Swamp Angel
by Anne Issacs
Illustrated by Paul O. Zelinsky
Hardcover, 48 pages
Published September 1, 1994
by Dutton Children’s Books
ISBN-10: 0525452710
ISBN-13: 978-0525452713
Book Source: Bought
5 Stars
Book Summary: This is an original story told in the American frontier tradition of tall tales. The Swamp Angel of the title is Angelica Longrider, who was born scarcely taller than her mother and didn’t build her first log cabin until she was a full two years old. In the tallest tale of all, Swamp Angel tracks down and fights Thundering Tarnation, a huge bear with a bottomless appetite. Swamp Angel’s victory comes only after she lassos the bear with a tornado and fights him all night in her sleep. Richly illustrated in the primitive style of early American painting, the story presents a heroine to match Paul Bunyan and other giants of folklore.
Mary’s Review: Angelica Longrider, better known as “Swamp Angel” became Tennessee’s greatest woods woman. She could do anything a man could do, only better. She could even fight a Hugh bear named Thundering Tarnation!
I loved this book. I love the old backwoods slang, the beautiful woodcut illustrations. Want to know how the Smoky Mountains got their name? How about how we got the Bear constellation? Then this book is a must read. It will bring a smile to your face and I promise your children will love it.
I recommend this book for ages 4-12.
About the Author: Author Anne Isaacs was born in New York and attended school at the University of Michigan. She said she was a constant reader, her life changing forever in the fourth grade when she first read Coleridge and Shakespeare. At her Web site, she said she has done literature backward, reading adult literature as a child and discovering children’s literature as an adult while reading to her children. Anne Isaacs was born in 1949. She is now a mother, educator, and children’s book writer. She lived in Canada before settling uwith her three children in San Francisco.

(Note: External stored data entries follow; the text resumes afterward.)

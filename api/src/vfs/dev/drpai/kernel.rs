//! 内核内调用者 (ISP 库) 使用的特权接口
//!
//! 与用户态路径共享 hw_token 与引用计数，但不需要调用者准备描述符文件：
//! 打开时分配一块 DMA coherent 缓冲并写入固定的单 DRP 描述符模板，
//! 启动时只需提供 DRP 配置与参数两个区域。

use alloc::boxed::Box;
use core::fmt;

use memory_addr::{PhysAddr, align_up};

use super::{
    DRPAI_ALIGN, DRPAI_CMA_SIZE, DRPAI_SGL_DRP_DESC_SIZE,
    device::DrpaiDevice,
    error::{DrpaiError, DrpaiResult},
    platform::{DmaRegion, DrpaiPlatform},
    types::*,
};

/// 一次性完成回调
///
/// 由中断处理或强制复位取出后调用，类型保证最多调用一次。
pub struct CompletionToken(Box<dyn FnOnce(i32) + Send>);

impl CompletionToken {
    /// 四路 ODIF 全部完成
    pub const SUCCESS: i32 = 0;
    /// DRP 错误中断 (-EIO)
    pub const HW_ERROR: i32 = -5;
    /// 被强制复位中止 (-ERESTART)
    pub const RESET: i32 = -85;

    pub fn new<F>(f: F) -> Self
    where
        F: FnOnce(i32) + Send + 'static,
    {
        Self(Box::new(f))
    }

    /// 以结果码调用回调
    pub fn complete(self, result: i32) {
        debug!("[DRPAI] completion callback, result={}", result);
        (self.0)(result)
    }
}

impl fmt::Debug for CompletionToken {
    fn fmt(&self, f: &mut fmt::Formatter<'_>) -> fmt::Result {
        f.write_str("CompletionToken")
    }
}

/// 特权启动路径的描述符链缓冲
#[derive(Debug)]
pub struct ScratchBuf {
    region: DmaRegion,
    /// 64 字节对齐后的起始地址
    base: PhysAddr,
}

impl ScratchBuf {
    /// 分配缓冲并写入描述符模板
    pub fn alloc(platform: &dyn DrpaiPlatform) -> DrpaiResult<Self> {
        let region = platform.alloc_coherent(DRPAI_CMA_SIZE).map_err(|e| {
            error!("[DRPAI] failed to allocate descriptor buffer: {:?}", e);
            DrpaiError::NoMemory
        })?;
        let base = PhysAddr::from(align_up(region.bus_addr.as_usize(), DRPAI_ALIGN as usize));
        let scratch = Self { region, base };

        let init = platform
            .write_phys(base, &DRP_SINGLE_DESC_BIN)
            .and_then(|_| platform.flush_dcache(region.span()));
        if let Err(e) = init {
            scratch.free(platform);
            return Err(e);
        }
        debug!(
            "[DRPAI] descriptor buffer: bus=0x{:x}, base=0x{:x}",
            region.bus_addr.as_usize(),
            base.as_usize()
        );
        Ok(scratch)
    }

    /// 写入 DRP 配置与参数的地址/大小并刷新
    pub fn program(
        &self,
        platform: &dyn DrpaiPlatform,
        drp_cfg: &DrpaiData,
        drp_param: &DrpaiData,
    ) -> DrpaiResult<()> {
        let fields = [
            (DESC_CFG_ADDR_OFFSET, drp_cfg.address),
            (DESC_CFG_SIZE_OFFSET, drp_cfg.size),
            (DESC_PARAM_ADDR_OFFSET, drp_param.address),
            (DESC_PARAM_SIZE_OFFSET, drp_param.size),
        ];
        for (offset, value) in fields {
            platform.write_phys(self.base + offset, &value.to_le_bytes())?;
        }
        platform.flush_dcache(self.region.span())
    }

    /// DRP 与 AI-MAC 的启动地址
    pub fn kick_addrs(&self) -> (u32, u32) {
        let base = self.base.as_usize() as u32;
        (base, base + DRPAI_SGL_DRP_DESC_SIZE as u32)
    }

    pub fn base(&self) -> PhysAddr {
        self.base
    }

    pub fn free(self, platform: &dyn DrpaiPlatform) {
        platform.dealloc_coherent(self.region);
    }
}

impl DrpaiDevice {
    /// 特权打开
    ///
    /// 分配描述符缓冲后执行与用户态 open 相同的会话打开；硬件初始化失败时释放缓冲。
    pub fn open_k(&self) -> DrpaiResult<()> {
        let session = self.session();
        let mut ctl = session.acquire_token()?;

        let fresh = ctl.scratch.is_none();
        if fresh {
            ctl.scratch = Some(ScratchBuf::alloc(session.platform())?);
        }
        if let Err(e) = session.open_locked(&mut ctl) {
            if fresh {
                if let Some(scratch) = ctl.scratch.take() {
                    scratch.free(session.platform());
                }
            }
            return Err(e);
        }
        info!("[DRPAI] privileged session opened");
        Ok(())
    }

    /// 特权关闭
    pub fn close_k(&self) -> DrpaiResult<()> {
        let session = self.session();
        let mut ctl = session.acquire_token()?;
        if session.is_init() {
            return Err(DrpaiError::AccessDenied);
        }

        let result = session.close_locked(&mut ctl);
        if let Some(scratch) = ctl.scratch.take() {
            scratch.free(session.platform());
        }
        info!("[DRPAI] privileged session closed");
        result
    }

    /// 特权启动
    ///
    /// `desc[0]` 为 DRP 配置，`desc[1]` 为 DRP 参数。`callback` 在中断上下文中以
    /// 结果码调用：0 成功，-5 DRP 错误，-85 被强制复位。
    pub fn start_k<F>(&self, desc: &[DrpaiData; 2], callback: F) -> DrpaiResult<()>
    where
        F: FnOnce(i32) + Send + 'static,
    {
        let session = self.session();
        let ctl = session.acquire_token()?;
        session.start_scratch(&ctl, desc, CompletionToken::new(callback))
    }
}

About the Illustrator: Paul O. Zelinsky grew up in Wilmette, Illinois, the son of a mathematics professor father and a medical illustrator mother. He drew compulsively from an early age, but did not know until college that this would be his career. As a Sophomore in Yale College he enrolled in a course on the history and practice of the picture book, co-taught by an English professor and Maurice Sendak. This experience inspired Paul to point himself in the direction of children’s books. His first book appeared in 1978, since which time he has become recognized as one of the most inventive and critically successful artists in the field.
He now lives with his wife in Brooklyn, New York. They have two grown daughters.
Among many other awards and prizes, he received the 1998 Caldecott Medal for his illustrated retelling of Rapunzel, as well as Caldecott Honors for three of his books: Hansel and Gretel (1985), Rumpelstiltskin (1987), and Swamp Angel (1995).